Real Valladolid

Desde la banda

Soldadito marinero

El Real Valladolid me recuerda a aquel ‘soldadito marinero’ de Fito Cabrales. A aquel al que le dice la canción: «Soldadito marinero conociste a una sirena, de esas que dicen te quiero si ven la cartera llena. Escogiste a la más guapa y a la menos buena, sin saber cómo ha venido te ha cogido la tormenta». Es un riesgo comenzar un artículo con una letra de Sabina, porque a partir de ahora solo se puede ir a peor, pero es así. Parece que forma parte del ADN de este club estar siempre dentro de la tormenta perfecta.

Llevo toda la temporada diciendo que tenemos equipo y entrenador para lograr el ascenso, así que no me bajo de la borrica. Aún no. Soy de los que cree que en el fútbol puedes hacer las cosas bien y que te salgan mal.

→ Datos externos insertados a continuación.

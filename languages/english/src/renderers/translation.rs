use fanyi_core::markup::{self, Node};
use fanyi_types::NormalizedRecord;
use serde_json::Value;

use super::{RenderError, section};
use crate::response::{TRANS_RESULT, TransResult};

const TRANS_CSS: &str = ".odh-expression {font-size: 1em!important;font-weight: normal!important;}";

/// Machine translation of the query; the last resort
pub(super) fn render(response: &Value) -> Result<Option<NormalizedRecord>, RenderError> {
    let Some(trans) = section::<TransResult>(response, TRANS_RESULT)? else {
        return Ok(None);
    };
    let Some(pair) = trans.data.into_iter().next() else {
        return Ok(None);
    };
    if pair.src.is_empty() {
        return Ok(None);
    }

    Ok(Some(NormalizedRecord {
        styling: markup::render(&[Node::Style(TRANS_CSS)]),
        headword: pair.src,
        pronunciation: String::new(),
        definition_blocks: vec![pair.dst],
        audio_links: vec![],
    }))
}
//! Adapter behaviour against scripted service responses

use std::collections::HashMap;
use std::sync::atomic::{AtomicUsize, Ordering};
use std::sync::{Arc, Mutex};
use std::time::Duration;

use async_trait::async_trait;
use fanyi_client::{FetchError, Fetcher, Signer};
use fanyi_config::Config;
use fanyi_core::dictionary::DictionaryAdapter;
use fanyi_core::language::{DeinflectError, Deinflector};
use fanyi_lang_english::OxfordDictionary;
use fanyi_types::DictionaryOptions;
use serde_json::{Value, json};

const BASE: &str = "http://fanyi.test/";
const HOMEPAGE: &str = "token: 'tok123', ... window.gtk = '320305.131321201';";

#[derive(Default)]
struct ScriptedFetcher {
    homepage: Option<String>,
    /// Bodies per query, served in order; the last one repeats
    bodies: HashMap<String, Vec<String>>,
    delays: HashMap<String, u64>,
    homepage_calls: AtomicUsize,
    queries: Mutex<Vec<String>>,
}

impl ScriptedFetcher {
    fn new() -> Self {
        Self {
            homepage: Some(HOMEPAGE.to_string()),
            ..Default::default()
        }
    }

    fn respond(mut self, query: &str, body: Value) -> Self {
        self.bodies
            .entry(query.to_string())
            .or_default()
            .push(body.to_string());
        self
    }

    fn respond_raw(mut self, query: &str, body: &str) -> Self {
        self.bodies
            .entry(query.to_string())
            .or_default()
            .push(body.to_string());
        self
    }

    fn delay(mut self, query: &str, millis: u64) -> Self {
        self.delays.insert(query.to_string(), millis);
        self
    }

    fn queries(&self) -> Vec<String> {
        self.queries.lock().unwrap().clone()
    }
}

fn query_param(url: &str) -> Option<String> {
    let start = url.find("query=")? + "query=".len();
    let raw = url[start..].split('&').next()?;
    Some(urlencoding::decode(raw).ok()?.into_owned())
}

#[async_trait]
impl Fetcher for ScriptedFetcher {
    async fn fetch(&self, url: &str) -> Result<String, FetchError> {
        if url == BASE {
            self.homepage_calls.fetch_add(1, Ordering::SeqCst);
            return self.homepage.clone().ok_or(FetchError::Status {
                status: 503,
                url: url.to_string(),
            });
        }

        assert!(url.contains("sign=sig:"), "unsigned request: {url}");
        assert!(url.contains("token=tok123"), "missing token: {url}");

        let query = query_param(url).expect("lookup url has a query");
        let served = {
            let mut queries = self.queries.lock().unwrap();
            let served = queries.iter().filter(|q| **q == query).count();
            queries.push(query.clone());
            served
        };

        if let Some(millis) = self.delays.get(&query) {
            tokio::time::sleep(Duration::from_millis(*millis)).await;
        }

        match self.bodies.get(&query) {
            Some(bodies) => Ok(bodies[served.min(bodies.len() - 1)].clone()),
            None => Err(FetchError::RateLimitExceeded),
        }
    }
}

struct TestSigner;

impl Signer for TestSigner {
    fn sign(&self, query: &str, signing_key: &str) -> Option<String> {
        if query == "unsignable" {
            return None;
        }
        Some(format!("sig:{}:{}", query.len(), signing_key.len()))
    }
}

struct StaticDeinflector(Result<Vec<&'static str>, &'static str>);

#[async_trait]
impl Deinflector for StaticDeinflector {
    async fn deinflect(&self, _word: &str) -> Result<Vec<String>, DeinflectError> {
        match &self.0 {
            Ok(bases) => Ok(bases.iter().map(|b| b.to_string()).collect()),
            Err(e) => Err(DeinflectError::Unavailable(e.to_string())),
        }
    }
}

fn config(session_refreshes: u32) -> Config {
    let mut config = Config::default();
    config.network.base_url = BASE.to_string();
    config.dictionary.session_refreshes = session_refreshes;
    config
}

fn dictionary(
    fetcher: Arc<ScriptedFetcher>,
    bases: Result<Vec<&'static str>, &'static str>,
) -> OxfordDictionary {
    OxfordDictionary::new(
        &config(1),
        fetcher,
        Arc::new(TestSigner),
        Arc::new(StaticDeinflector(bases)),
    )
}

fn oxford_response(headword: &str, examples: &[&str]) -> Value {
    let examples: Vec<Value> = examples
        .iter()
        .map(|e| json!({"tag": "x", "enText": e}))
        .collect();
    let mut sense = vec![json!({"tag": "d", "text": format!("{headword} sense")})];
    sense.extend(examples);

    json!({
        "dict_result": {
            "simple_means": {
                "word_name": headword,
                "symbols": [{"ph_en": "uk", "ph_am": "us", "parts": [{"part": "v.", "means": ["跑"]}]}]
            },
            "oxford": {"entry": [{"data": [
                {"tag": "p-g", "data": [
                    {"tag": "p", "p_text": "verb"},
                    {"tag": "d", "enText": format!("{headword} definition")},
                    {"tag": "n-g", "data": sense}
                ]}
            ]}]}
        },
        "trans_result": {"data": [{"src": headword, "dst": "跑"}]}
    })
}

fn translation_response(src: &str, dst: &str) -> Value {
    json!({"dict_result": [], "trans_result": {"data": [{"src": src, "dst": dst}]}})
}

#[tokio::test]
async fn test_records_follow_candidate_order() {
    // The surface form answers last but still comes first
    let fetcher = Arc::new(
        ScriptedFetcher::new()
            .respond("running", oxford_response("running", &[]))
            .respond("run", oxford_response("run", &[]))
            .delay("running", 50),
    );
    let dict = dictionary(Arc::clone(&fetcher), Ok(vec!["run"]));

    let records = dict.find_term("running").await;

    let headwords: Vec<&str> = records.iter().map(|r| r.headword.as_str()).collect();
    assert_eq!(headwords, vec!["running", "run"]);
    for record in &records {
        assert_eq!(record.pronunciation, "uk[uk] us[us]");
        assert_eq!(record.definition_blocks.len(), 2);
        assert_eq!(record.audio_links.len(), 2);
    }
}

#[tokio::test]
async fn test_session_acquired_once_for_all_candidates() {
    let fetcher = Arc::new(
        ScriptedFetcher::new()
            .respond("went", translation_response("went", "去"))
            .respond("go", oxford_response("go", &[])),
    );
    let dict = dictionary(Arc::clone(&fetcher), Ok(vec!["go"]));

    assert_eq!(dict.find_term("went").await.len(), 2);
    assert_eq!(dict.find_term("went").await.len(), 2);
    assert_eq!(fetcher.homepage_calls.load(Ordering::SeqCst), 1);
}

#[tokio::test]
async fn test_failed_candidate_does_not_abort_siblings() {
    let fetcher = Arc::new(
        ScriptedFetcher::new()
            .respond_raw("better", "<html>not json</html>")
            .respond("well", oxford_response("well", &[])),
    );
    // "good" has no scripted body, so its fetch fails
    let dict = dictionary(Arc::clone(&fetcher), Ok(vec!["good", "well"]));

    let records = dict.find_term("better").await;

    assert_eq!(records.len(), 1);
    assert_eq!(records[0].headword, "well");
    assert_eq!(fetcher.queries().len(), 3);
}

#[tokio::test]
async fn test_deinflection_failure_queries_word_only() {
    let fetcher = Arc::new(ScriptedFetcher::new().respond("run", oxford_response("run", &[])));
    let dict = dictionary(Arc::clone(&fetcher), Err("offline"));

    let records = dict.find_term("run").await;

    assert_eq!(records.len(), 1);
    assert_eq!(fetcher.queries(), vec!["run"]);
}

#[tokio::test]
async fn test_duplicate_candidates_are_each_queried() {
    let fetcher = Arc::new(ScriptedFetcher::new().respond("run", oxford_response("run", &[])));
    let dict = dictionary(Arc::clone(&fetcher), Ok(vec!["run"]));

    let records = dict.find_term("run").await;

    assert_eq!(records.len(), 2);
    assert_eq!(fetcher.queries(), vec!["run", "run"]);
}

#[tokio::test]
async fn test_homepage_without_token_yields_nothing() {
    let fetcher = Arc::new(ScriptedFetcher {
        homepage: Some("<html>maintenance</html>".to_string()),
        ..ScriptedFetcher::new().respond("run", oxford_response("run", &[]))
    });
    let dict = dictionary(Arc::clone(&fetcher), Ok(vec![]));

    assert!(dict.find_term("run").await.is_empty());
    assert!(fetcher.queries().is_empty());
}

#[tokio::test]
async fn test_homepage_outage_yields_nothing() {
    let fetcher = Arc::new(ScriptedFetcher {
        homepage: None,
        ..ScriptedFetcher::new()
    });
    let dict = dictionary(Arc::clone(&fetcher), Ok(vec!["go"]));

    assert!(dict.find_term("went").await.is_empty());
    // Failed acquisitions are not cached, so each candidate tried once
    assert_eq!(fetcher.homepage_calls.load(Ordering::SeqCst), 2);
}

#[tokio::test]
async fn test_unsignable_query_yields_nothing() {
    let fetcher = Arc::new(ScriptedFetcher::new().respond("run", oxford_response("run", &[])));
    let dict = dictionary(Arc::clone(&fetcher), Ok(vec!["unsignable", "run"]));

    let records = dict.find_term("unsignable").await;

    assert_eq!(records.len(), 1);
    assert_eq!(records[0].headword, "run");
}

#[tokio::test]
async fn test_rejection_refreshes_session_once() {
    let fetcher = Arc::new(
        ScriptedFetcher::new()
            .respond("run", json!({"errno": 997, "errmsg": "token expired"}))
            .respond("run", oxford_response("run", &[])),
    );
    let dict = dictionary(Arc::clone(&fetcher), Ok(vec![]));

    let records = dict.find_term("run").await;

    assert_eq!(records.len(), 1);
    assert_eq!(fetcher.homepage_calls.load(Ordering::SeqCst), 2);
    assert_eq!(fetcher.queries(), vec!["run", "run"]);
}

#[tokio::test]
async fn test_rejection_without_refreshes_fails_fast() {
    let fetcher = Arc::new(
        ScriptedFetcher::new()
            .respond("run", json!({"errno": 997}))
            .respond("run", oxford_response("run", &[])),
    );
    let dict = OxfordDictionary::new(
        &config(0),
        Arc::clone(&fetcher) as Arc<dyn Fetcher>,
        Arc::new(TestSigner),
        Arc::new(StaticDeinflector(Ok(vec![]))),
    );

    assert!(dict.find_term("run").await.is_empty());
    assert_eq!(fetcher.homepage_calls.load(Ordering::SeqCst), 1);
}

#[tokio::test]
async fn test_set_options_caps_examples() {
    let examples = ["Run!", "I run.", "They run.", "We ran."];
    let fetcher = Arc::new(ScriptedFetcher::new().respond("run", oxford_response("run", &examples)));
    let dict = dictionary(Arc::clone(&fetcher), Ok(vec![]));

    let records = dict.find_term("run").await;
    let sense = &records[0].definition_blocks[1];
    assert_eq!(sense.matches("<li class=\"sent\">").count(), 2);
    assert!(sense.contains("<b>Run</b>!"));

    dict.set_options(DictionaryOptions { maxexample: Some(3) });
    let records = dict.find_term("run").await;
    let sense = &records[0].definition_blocks[1];
    assert_eq!(sense.matches("<li class=\"sent\">").count(), 3);
    assert!(sense.contains("They <b>run</b>."));

    dict.set_options(DictionaryOptions { maxexample: None });
    assert_eq!(dict.max_example(), 2);
}

#[tokio::test]
async fn test_blank_word_does_nothing() {
    let fetcher = Arc::new(ScriptedFetcher::new());
    let dict = dictionary(Arc::clone(&fetcher), Ok(vec!["x"]));

    assert!(dict.find_term("  \n").await.is_empty());
    assert_eq!(fetcher.homepage_calls.load(Ordering::SeqCst), 0);
}

#[tokio::test]
async fn test_phrase_falls_back_to_translation() {
    let fetcher = Arc::new(
        ScriptedFetcher::new().respond("look it up", translation_response("look it up", "查一下")),
    );
    let dict = dictionary(Arc::clone(&fetcher), Ok(vec![]));

    let records = dict.find_term(" look it up ").await;

    assert_eq!(records.len(), 1);
    assert_eq!(records[0].definition_blocks, vec!["查一下"]);
    assert!(records[0].audio_links.is_empty());
    assert!(records[0].pronunciation.is_empty());
}

#[tokio::test]
async fn test_display_name() {
    let dict = dictionary(Arc::new(ScriptedFetcher::new()), Ok(vec![]));
    assert_eq!(dict.display_name(), "Oxford EN->EN Dictionary");
}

En arquitectura si calculas mal la estructura el edificio se te cae abajo, pero en fútbol no dependes solo de tu trabajo. En fútbol no siempre la más guapa es la más buena y el problema es que no lo sabes hasta que no la has metido en casa y ha dejado el cepillo de dientes en el baño.

El ADN del Pucela hace que los que no valen aquí funcionen fuera y que, salvo contadísimos casos, los que no valen fuera aquí tampoco valgan. Pero yo creo que este año solo se trata de tocar la tecla correcta. No debemos resignarnos a esa suerte de designio fatal que nos condiciona a ser como el Atleti, el pupas.

El Atleti es un buen ejemplo. Desde su liga del 96, el Atleti fue un equipo ramplón con grandísimos jugadores que llegó a estar dos años en Segunda. En 2011 el grito de guerra en el Calderón era «Cerezo, queremos tu pescuezo». Una dolorosa eliminación ante un Albacete que militaba en segunda B provocó la destitución de Manzano y la llegada de Simeone. El resto de la historia la conocéis. Poco después con nueve de los once jugadores que cayeron en Albacete, el Atleti ganaba la Europa League. Hoy nadie pide pescuezos a la ribera del Manzanares.

No estoy pidiendo que nos carguemos a Herrera. Todo lo contrario. Herrera no tiene el ascendente entre nosotros que tiene el Cholo con los suyos, pero si le damos tiempo es quien puede cambiar ese designio fatal que nos persigue. Para desarrollar un proyecto el dinero es importante. Elegir al líder que lo lleve a cabo lo es más. Creo que solo necesitamos tiempo para que esto que ha empezado este año funcione. Y paciencia.